FM affects 2–5% of the adult population in the United States2, with a similar incidence in Australia, and is predominantly diagnosed in young to middle-aged women3-5. About 75% of individuals with FM remain undiagnosed and it takes on average up to 5 years for affected individuals to obtain a diagnosis from time of onset of initial symptoms6.

Fibromyalgia is a chronic pain disorder of unknown cause7. There is no evidence of tissue inflammation despite symptoms of soft tissue pain1. Some studies have shown a genetic predisposition for fibromyalgia though there is no documentation pinpointing a particular gene8. There is also no evidence of any single event that triggers the condition, but multiple physical and/or emotional stressors, including viral infections, as well as long-standing emotional and/or physical stress, may trigger or aggravate the condition2, 9.
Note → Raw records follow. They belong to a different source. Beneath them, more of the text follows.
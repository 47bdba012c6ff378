mod env;

pub use env::{encryption_key_from_env, ENCRYPTION_KEY_VAR};

use crate::provision::ConnectionCredential;
use anyhow::{Context, Result};
use serde::Deserialize;
use std::path::Path;
use tracing::info;

/// Complete partner configuration
#[derive(Debug, Clone, Default, Deserialize)]
pub struct PartnerConfig {
    #[serde(default)]
    pub zwapgrid: ZwapgridConfig,
    /// Credential template sent when a connection is created
    #[serde(default)]
    pub connection: ConnectionCredential,
    #[serde(default)]
    pub server: ServerConfig,
    #[serde(default)]
    pub storage: StorageConfig,
    #[serde(default)]
    pub flows: FlowConfig,
}

/// Marketplace endpoints and OAuth client credentials
#[derive(Debug, Clone, Deserialize)]
pub struct ZwapgridConfig {
    /// API root, e.g. `https://api.zwapgrid.com/`
    #[serde(default = "default_api_url")]
    pub api_url: String,
    /// Page the iframe loads, e.g. `https://app.zwapgrid.com/zwapstore`
    #[serde(default = "default_app_url")]
    pub app_url: String,
    #[serde(default)]
    pub client_id: String,
    #[serde(default)]
    pub client_secret: String,
    /// Partner system name passed as `source`
    #[serde(default = "default_source_system")]
    pub source_system: String,
    #[serde(default = "default_hide_source")]
    pub hide_source: bool,
    /// Iframe language (`en`, `sv`); omitted from the URL when unset
    #[serde(default)]
    pub lang: Option<String>,
}

fn default_api_url() -> String {
    "https://api.zwapgrid.com/".to_string()
}

fn default_app_url() -> String {
    "https://app.zwapgrid.com/zwapstore".to_string()
}

fn default_source_system() -> String {
    "InvoiceOnline".to_string()
}

fn default_hide_source() -> bool {
    true
}

impl Default for ZwapgridConfig {
    fn default() -> Self {
        Self {
            api_url: default_api_url(),
            app_url: default_app_url(),
            client_id: String::new(),
            client_secret: String::new(),
            source_system: default_source_system(),
            hide_source: default_hide_source(),
            lang: None,
        }
    }
}

impl ZwapgridConfig {
    /// `{api_url}api/v1` without a trailing slash.
    pub fn api_base(&self) -> String {
        format!("{}/api/v1", self.api_url.trim_end_matches('/'))
    }
}

/// HTTP host configuration
#[derive(Debug, Clone, Deserialize)]
pub struct ServerConfig {
    #[serde(default = "default_bind")]
    pub bind: String,
}

fn default_bind() -> String {
    "0.0.0.0:3000".to_string()
}

impl Default for ServerConfig {
    fn default() -> Self {
        Self {
            bind: default_bind(),
        }
    }
}

/// User store configuration
#[derive(Debug, Clone, Deserialize)]
pub struct StorageConfig {
    #[serde(default = "default_database_path")]
    pub database_path: String,
}

fn default_database_path() -> String {
    "partner.db".to_string()
}

impl Default for StorageConfig {
    fn default() -> Self {
        Self {
            database_path: default_database_path(),
        }
    }
}

/// Flow configuration
#[derive(Debug, Clone, Deserialize)]
pub struct FlowConfig {
    /// Run at most one logical flow per user at a time. Concurrent flows
    /// for one user can otherwise both spend the same single-use refresh
    /// token.
    #[serde(default = "default_serialize_per_user")]
    pub serialize_per_user: bool,
}

fn default_serialize_per_user() -> bool {
    true
}

impl Default for FlowConfig {
    fn default() -> Self {
        Self {
            serialize_per_user: default_serialize_per_user(),
        }
    }
}

/// Load configuration from a TOML file
pub fn load_config<P: AsRef<Path>>(path: P) -> Result<PartnerConfig> {
    let path = path.as_ref();
    let contents = std::fs::read_to_string(path)
        .with_context(|| format!("Failed to read config file {}", path.display()))?;
    let config: PartnerConfig = toml::from_str(&contents)
        .with_context(|| format!("Failed to parse config file {}", path.display()))?;
    Ok(config)
}

/// Load configuration from `PARTNER_CONFIG` (default `partner.toml`), then
/// apply environment overrides. A missing file means all defaults.
pub fn load_from_env() -> Result<PartnerConfig> {
    let path = std::env::var("PARTNER_CONFIG").unwrap_or_else(|_| "partner.toml".to_string());

    let mut config = if Path::new(&path).exists() {
        info!(path = %path, "Loading configuration");
        load_config(&path)?
    } else {
        info!(path = %path, "No config file, using defaults");
        PartnerConfig::default()
    };

    env::apply_overrides(&mut config, |name| std::env::var(name).ok());
    Ok(config)
}
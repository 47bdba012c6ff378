//! RSA primitives for the signed connection identifier.
//!
//! The marketplace publishes a partner-tenant public key as PEM text. The
//! partner encrypts `"{connectionId}||{token}"` with it and hands the
//! URL-safe result to the iframe, which the marketplace decrypts and checks.
//!
//! ```text
//! GET /me/public-key ──► import_public_key ──► RsaPublicKey
//!                                                   │
//! connection id + one-time code ──► sign_connection_id ──► "kLq3..._x"
//! ```

mod key;
mod signer;

pub use key::import_public_key;
pub use signer::{sign_connection_id, url_safe_encode, PKCS1_V15_OVERHEAD, SEPARATOR};

/// Key size the marketplace provisions partner keys with. Informational:
/// encryption works with any modulus size.
pub const PUBLIC_KEY_SIZE_BITS: usize = 4096;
Ongoing research suggests that FM is a pain regulation disorder and is classified as a form of central sensitisation syndrome10, where the individual is not able to process pain in the brain. With repetitive adverse stimuli, FM patients experience higher than normal increases in the perceived sensitivity to pain, with an apparent deficiency in the normal analgesic systems that operate in the central nervous system (CNS). Functional magnetic resonance imaging of FM patients has identified differences in activation of areas of the brain which respond to pain1. In addition, FM patients often have detectable elevated levels of excitatory pain (nociceptive) neurotransmitters such as glutamine, low levels of analgesic (anti-nociceptive) neurotransmitters such as serotonin and norepinephrine, prolonged hypersensitivity to pain, and dysregulation of dopamine1.

Treatment options for FM

Current treatment options for fibromyalgia patients are limited and hampered by lack of consistent, evidence-based management guidelines2. Patient management requires input from many different health care providers, including medical, allied health, and complementary and alternative medicine practitioners3.  Since pain processing requires transmission from peripheral tissues to the brain, it can be modified by both internal and external processes. Thus, physical and psychological interventions can help to reduce the perception of pain in affected individuals. Interventions include patient education, relaxation, stress reduction, good sleep hygiene, exercise, and cognitive behavioural therapy (CBT)11-13.  For patients who do not respond to these management options, pharmacological interventions include selective serotonin reuptake inhibitors (SSRIs), serotonin norepinephrine reuptake inhibitors (SNRIs), tricyclic antidepressants, and anticonvulsants, which work by modulating the neurochemical pain pathways present in the brain14-16.  There is limited evidence for the effectiveness of analgesics (particularly opioids which are discouraged for FM)17, 18, NSAIDs and anti-inflammatory drugs1, 2, 19. Unfortunately, treatment often fails to lead to adequate recovery7, 8, 10, 20 and therefore patients often seek  alternative therapies.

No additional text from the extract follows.